Brisbane Bandits – No. 43
- First baseman
- Born: 2 May 1985 (age 40) Brisbane, Australia
- Bats: LeftThrows: Left

Medals
Men's baseball
Representing Australia
Haarlem Baseball Week
| Bronze medal – third place | 2016 Haarlem | National team |

= David Sutherland (baseball) =

Australian baseball player

David Andrew Sutherland (born 2 May 1985) is a former Australian professional baseball player who played for the Brisbane Bandits.

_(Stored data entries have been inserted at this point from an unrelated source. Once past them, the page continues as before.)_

impl Config {
    /// Get the `$TEACH_PRICING` directory path
    ///
    /// Returns:
    /// - Linux: `~/.config/teachpricing`
    /// - macOS: `~/Library/Application Support/teachpricing`
    /// - Windows: `%APPDATA%\teachpricing`
    #[must_use]
    pub fn get_teachpricing_dir() -> PathBuf {
        dirs::config_dir()
            .unwrap_or_else(|| PathBuf::from("."))
            .join("teachpricing")
    }

    /// Merge missing fields from defaults into this config
    ///
    /// Only fields that are empty (or zero) here and set in `defaults` are
    /// updated, so upgrades pick up new settings without touching user edits.
    ///
    /// # Returns
    ///
    /// `true` if any fields were added/changed, `false` otherwise
    pub fn merge_defaults(&mut self, defaults: &Self) -> bool {
        let mut changed = false;

        changed |= fill_string(&mut self.logging.level, &defaults.logging.level);
        changed |= fill_string(&mut self.logging.file, &defaults.logging.file);

        changed |= fill_number(
            &mut self.pricing.max_quantity,
            defaults.pricing.max_quantity,
        );
        changed |= fill_number(
            &mut self.pricing.default_quantity,
            defaults.pricing.default_quantity,
        );
        changed |= fill_string(
            &mut self.pricing.currency_symbol,
            &defaults.pricing.currency_symbol,
        );
        changed |= fill_number(
            &mut self.pricing.proposal_validity_days,
            defaults.pricing.proposal_validity_days,
        );

        changed |= fill_string(&mut self.paths.catalog_file, &defaults.paths.catalog_file);
        changed |= fill_string(&mut self.paths.proposals_dir, &defaults.paths.proposals_dir);

        changed
    }

    /// Apply CLI-provided overrides onto the loaded configuration
    ///
    /// Command-line arguments override file values for one run without
    /// modifying the persistent configuration file.
    pub fn apply_overrides(&mut self, overrides: &ConfigOverrides) {
        if let Some(level) = &overrides.level {
            self.logging.level.clone_from(level);
        }
        if let Some(file) = &overrides.file {
            self.logging.file = Self::expand_variables(file);
        }
        if let Some(verbose) = overrides.verbose {
            self.logging.verbose = verbose;
        }

        if let Some(max_quantity) = overrides.max_quantity {
            self.pricing.max_quantity = max_quantity;
        }
        if let Some(symbol) = &overrides.currency_symbol {
            self.pricing.currency_symbol.clone_from(symbol);
        }

        if let Some(catalog_file) = &overrides.catalog_file {
            self.paths.catalog_file = Self::expand_variables(catalog_file);
        }
        if let Some(proposals_dir) = &overrides.proposals_dir {
            self.paths.proposals_dir = Self::expand_variables(proposals_dir);
        }
    }

    /// Get the user config file path
    ///
    /// `config.toml` for release builds, `dconfig.toml` for debug builds,
    /// inside [`get_teachpricing_dir`].
    ///
    /// [`get_teachpricing_dir`]: Self::get_teachpricing_dir
    #[must_use]
    pub fn get_config_file_path() -> PathBuf {
        Self::get_teachpricing_dir().join(CONFIG_FILE_NAME)
    }

    /// Expand `$TEACH_PRICING` in a string to the config directory
    #[must_use]
    fn expand_variables(value: &str) -> String {
        if value.contains(DIR_VARIABLE) {
            let dir = Self::get_teachpricing_dir();
            value.replace(DIR_VARIABLE, dir.to_str().unwrap_or("."))
        } else {
            value.to_string()
        }
    }

    /// Initialize config from a TOML string
    ///
    /// `$TEACH_PRICING` is expanded in path values. Missing fields take their
    /// serde defaults (empty strings, zero, false).
    ///
    /// # Errors
    ///
    /// Returns an error if the TOML cannot be parsed or doesn't match the expected schema
    pub fn from_toml(toml_str: &str) -> Result<Self, toml::de::Error> {
        let mut config: Self = toml::from_str(toml_str)?;

        config.logging.file = Self::expand_variables(&config.logging.file);
        config.paths.catalog_file = Self::expand_variables(&config.paths.catalog_file);
        config.paths.proposals_dir = Self::expand_variables(&config.paths.proposals_dir);

        Ok(config)
    }

    /// Load configuration from embedded defaults
    ///
    /// # Panics
    /// Panics if the embedded default configuration is invalid TOML. The
    /// defaults are compiled into the binary and covered by tests.
    #[must_use]
    pub fn from_defaults() -> Self {
        Self::from_toml(CONFIG_DEFAULTS).expect("Failed to parse compiled-in default configuration")
    }

    /// Load configuration from file, or create from defaults if not found
    ///
    /// - If the config file exists: loads it, merges missing fields from
    ///   defaults and saves it back if anything was added
    /// - First run: creates the config directory and writes the defaults
    ///
    /// Falls back to defaults if the file cannot be read or parsed.
    #[must_use]
    pub fn load() -> Self {
        let config_file = Self::get_config_file_path();
        let defaults = Self::from_defaults();

        if config_file.exists() {
            if let Ok(content) = fs::read_to_string(&config_file) {
                if let Ok(mut config) = Self::from_toml(&content) {
                    if config.merge_defaults(&defaults) {
                        let _ = config.save();
                    }
                    return config;
                }
            }
        } else {
            if let Some(parent) = config_file.parent() {
                let _ = fs::create_dir_all(parent);
            }
            let _ = defaults.save();
            return defaults;
        }

        defaults
    }

    /// Save configuration to file
    ///
    /// # Errors
    /// Returns an error if the config directory cannot be created or the file
    /// cannot be written.
    pub fn save(&self) -> Result<(), Box<dyn std::error::Error>> {
        let config_file = Self::get_config_file_path();
        if let Some(parent) = config_file.parent() {
            fs::create_dir_all(parent)?;
        }
        let toml_str = toml::to_string_pretty(self)?;
        fs::write(&config_file, toml_str)?;
        Ok(())
    }

    /// Persisted catalog location
    #[must_use]
    pub fn catalog_path(&self) -> PathBuf {
        PathBuf::from(&self.paths.catalog_file)
    }

    /// Directory proposals are written to by default
    #[must_use]
    pub fn proposals_path(&self) -> PathBuf {
        PathBuf::from(&self.paths.proposals_dir)
    }

    /// Get a configuration value by key
    ///
    /// Supported keys:
    /// - `level`, `file`, `verbose`
    /// - `max_quantity`, `default_quantity`, `currency_symbol`, `proposal_validity_days`
    /// - `catalog_file`, `proposals_dir`
    ///
    /// Dashed spellings (`max-quantity`) are accepted too.
    #[must_use]
    pub fn get(&self, key: &str) -> Option<String> {
        match key {
            "level" => Some(self.logging.level.clone()),
            "file" => Some(self.logging.file.clone()),
            "verbose" => Some(self.logging.verbose.to_string()),
            "max_quantity" | "max-quantity" => Some(self.pricing.max_quantity.to_string()),
            "default_quantity" | "default-quantity" => {
                Some(self.pricing.default_quantity.to_string())
            }
            "currency_symbol" | "currency-symbol" => Some(self.pricing.currency_symbol.clone()),
            "proposal_validity_days" | "proposal-validity-days" => {
                Some(self.pricing.proposal_validity_days.to_string())
            }
            "catalog_file" | "catalog-file" => Some(self.paths.catalog_file.clone()),
            "proposals_dir" | "proposals-dir" => Some(self.paths.proposals_dir.clone()),
            _ => None,
        }
    }

    /// Set a configuration value by key
    ///
    /// Updates the in-memory config; call [`save()`](Config::save) to persist.
    ///
    /// # Errors
    /// Returns an error if the key is not recognized or the value does not
    /// parse (a boolean for `verbose`, a positive integer for the quantities).
    pub fn set(&mut self, key: &str, value: &str) -> Result<(), String> {
        match key {
            "level" => self.logging.level = value.to_string(),
            "file" => self.logging.file = Self::expand_variables(value),
            "verbose" => {
                self.logging.verbose = value
                    .parse::<bool>()
                    .map_err(|_| format!("Invalid boolean value for 'verbose': '{value}'"))?;
            }
            "max_quantity" | "max-quantity" => {
                self.pricing.max_quantity = parse_positive(key, value)?;
            }
            "default_quantity" | "default-quantity" => {
                self.pricing.default_quantity = parse_positive(key, value)?;
            }
            "currency_symbol" | "currency-symbol" => {
                self.pricing.currency_symbol = value.to_string();
            }
            "proposal_validity_days" | "proposal-validity-days" => {
                self.pricing.proposal_validity_days = parse_positive(key, value)?;
            }
            "catalog_file" | "catalog-file" => {
                self.paths.catalog_file = Self::expand_variables(value);
            }
            "proposals_dir" | "proposals-dir" => {
                self.paths.proposals_dir = Self::expand_variables(value);
            }
            _ => return Err(format!("Unknown config key: '{key}'")),
        }
        Ok(())
    }

    /// Unset a configuration value by key (reset to default)
    ///
    /// # Errors
    /// Returns an error if the key is not recognized.
    pub fn unset(&mut self, key: &str, defaults: &Self) -> Result<(), String> {
        match key {
            "level" => self.logging.level.clone_from(&defaults.logging.level),
            "file" => self.logging.file.clone_from(&defaults.logging.file),
            "verbose" => self.logging.verbose = defaults.logging.verbose,
            "max_quantity" | "max-quantity" => {
                self.pricing.max_quantity = defaults.pricing.max_quantity;
            }
            "default_quantity" | "default-quantity" => {
                self.pricing.default_quantity = defaults.pricing.default_quantity;
            }
            "currency_symbol" | "currency-symbol" => self
                .pricing
                .currency_symbol
                .clone_from(&defaults.pricing.currency_symbol),
            "proposal_validity_days" | "proposal-validity-days" => {
                self.pricing.proposal_validity_days = defaults.pricing.proposal_validity_days;
            }
            "catalog_file" | "catalog-file" => self
                .paths
                .catalog_file
                .clone_from(&defaults.paths.catalog_file),
            "proposals_dir" | "proposals-dir" => self
                .paths
                .proposals_dir
                .clone_from(&defaults.paths.proposals_dir),
            _ => return Err(format!("Unknown config key: '{key}'")),
        }
        Ok(())
    }

    /// Reset all configuration to defaults
    ///
    /// Deletes the configuration file so the next [`load()`](Config::load)
    /// recreates it. Succeeds if there is no file.
    ///
    /// # Errors
    /// Returns an error if the config file exists but cannot be deleted.
    pub fn reset() -> Result<(), std::io::Error> {
        let config_file = Self::get_config_file_path();
        if config_file.exists() {
            fs::remove_file(config_file)?;
        }
        Ok(())
    }
}
//! Persisted catalog
//!
//! Administrators edit a copy of the catalog that lives on disk as JSON. A
//! save always writes the whole catalog; readers load a fresh snapshot.

use crate::core::error::CatalogError;
use crate::core::models::Catalog;
use std::fs;
use std::path::Path;

/// Read a catalog from a JSON file
///
/// Shape problems that pricing can absorb are not rejected here; see
/// [`Catalog::validate`].
///
/// # Errors
/// Returns `CatalogError::Io` if the file cannot be read and
/// `CatalogError::Parse` if it is not a catalog.
pub fn load_catalog(path: &Path) -> Result<Catalog, CatalogError> {
    let content = fs::read_to_string(path).map_err(|source| CatalogError::Io {
        path: path.to_path_buf(),
        source,
    })?;
    let catalog: Catalog = serde_json::from_str(&content).map_err(|source| CatalogError::Parse {
        path: path.to_path_buf(),
        source,
    })?;
    crate::debug!(
        "Loaded catalog from {} ({} courses, {} phases)",
        path.display(),
        catalog.courses.len(),
        catalog.phases.len()
    );
    Ok(catalog)
}

/// Write a catalog to a JSON file, replacing whatever was there
///
/// The parent directory is created if needed.
///
/// # Errors
/// Returns `CatalogError::Serialize` if the catalog cannot be encoded and
/// `CatalogError::Io` if the file cannot be written.
pub fn save_catalog(catalog: &Catalog, path: &Path) -> Result<(), CatalogError> {
    let io_error = |source| CatalogError::Io {
        path: path.to_path_buf(),
        source,
    };
    let json = serde_json::to_string_pretty(catalog).map_err(CatalogError::Serialize)?;
    if let Some(parent) = path.parent().filter(|p| !p.as_os_str().is_empty()) {
        fs::create_dir_all(parent).map_err(io_error)?;
    }
    fs::write(path, json).map_err(io_error)?;
    crate::debug!("Saved catalog to {}", path.display());
    Ok(())
}

impl Catalog {
    /// Load the persisted catalog, or the built-in one if there is no file yet
    ///
    /// # Errors
    /// Same as [`load_catalog`] when the file exists.
    pub fn load_or_builtin(path: &Path) -> Result<Self, CatalogError> {
        if path.exists() {
            load_catalog(path)
        } else {
            crate::debug!("No catalog at {}, using built-in catalog", path.display());
            Ok(Self::builtin())
        }
    }

    /// Remove the persisted catalog so the built-in one is used again
    ///
    /// # Errors
    /// Returns `CatalogError::Io` if the file exists but cannot be removed.
    pub fn reset_persisted(path: &Path) -> Result<(), CatalogError> {
        if path.exists() {
            fs::remove_file(path).map_err(|source| CatalogError::Io {
                path: path.to_path_buf(),
                source,
            })?;
        }
        Ok(())
    }
}

#[cfg(test)]
mod tests {
    use super::*;
    use rust_decimal_macros::dec;
    use tempfile::TempDir;

    #[test]
    fn test_missing_file_gives_builtin() {
        let dir = TempDir::new().expect("temp dir");
        let catalog = Catalog::load_or_builtin(&dir.path().join("catalog.json")).expect("load");
        assert_eq!(catalog, Catalog::builtin());
    }

    #[test]
    fn test_save_replaces_whole_catalog() {
        let dir = TempDir::new().expect("temp dir");
        let path = dir.path().join("nested").join("catalog.json");

        let mut edited = Catalog::builtin();
        edited.courses[0].tiers[0].unit_price = dec!(149.90);
        save_catalog(&edited, &path).expect("save");

        let loaded = load_catalog(&path).expect("load");
        assert_eq!(loaded.courses[0].tiers[0].unit_price, dec!(149.90));
        assert_eq!(loaded, edited);
    }

    #[test]
    fn test_malformed_json_is_parse_error() {
        let dir = TempDir::new().expect("temp dir");
        let path = dir.path().join("catalog.json");
        fs::write(&path, "{\"courses\": [{\"id\": 1}]}").expect("write");
        assert!(matches!(load_catalog(&path), Err(CatalogError::Parse { .. })));
    }

    #[test]
    fn test_reset_persisted() {
        let dir = TempDir::new().expect("temp dir");
        let path = dir.path().join("catalog.json");
        save_catalog(&Catalog::builtin(), &path).expect("save");
        Catalog::reset_persisted(&path).expect("reset");
        assert!(!path.exists());
        Catalog::reset_persisted(&path).expect("reset twice");
    }
}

Nicknamed Goofy due to his tall, uncoordinated looks, he is currently the most capped Brisbane player (379) and first player in the Australian Baseball League to accumulate 200 career hits, a feat he reached 5 November 2015.

==Career==
After playing in the 2002 World Junior Baseball Championship for the Australian U18 national team, Sutherland was signed to the Los Angeles Dodgers at the age of 17. He later made his senior circuit debut at the 2003 Claxton Shield for the Queensland Rams and batted .375/.483/.500 in seven games.

In 2005, he had the best year of his young career, hitting a tournament best .474/.474/.526 in five games for Queensland in the 2005 Claxton Shield and .336/.422/.453 with 44 runs and 47 RBI in 66 Pioneer League games for the Ogden Raptors.

He was released by the Dodgers in 2007 after a season with the Great Lakes Loons.

Sutherland has played every season in the Australian Baseball League and is the all time leader for the Brisbane Bandits in many categories including games played, hits and home runs. He is also a part of the Australian national baseball team setup.

==International career==
He was selected for the Australia national baseball team at the 2016 Haarlem Baseball Week, 2018 exhibition games against Japan and 2019 WBSC Premier12.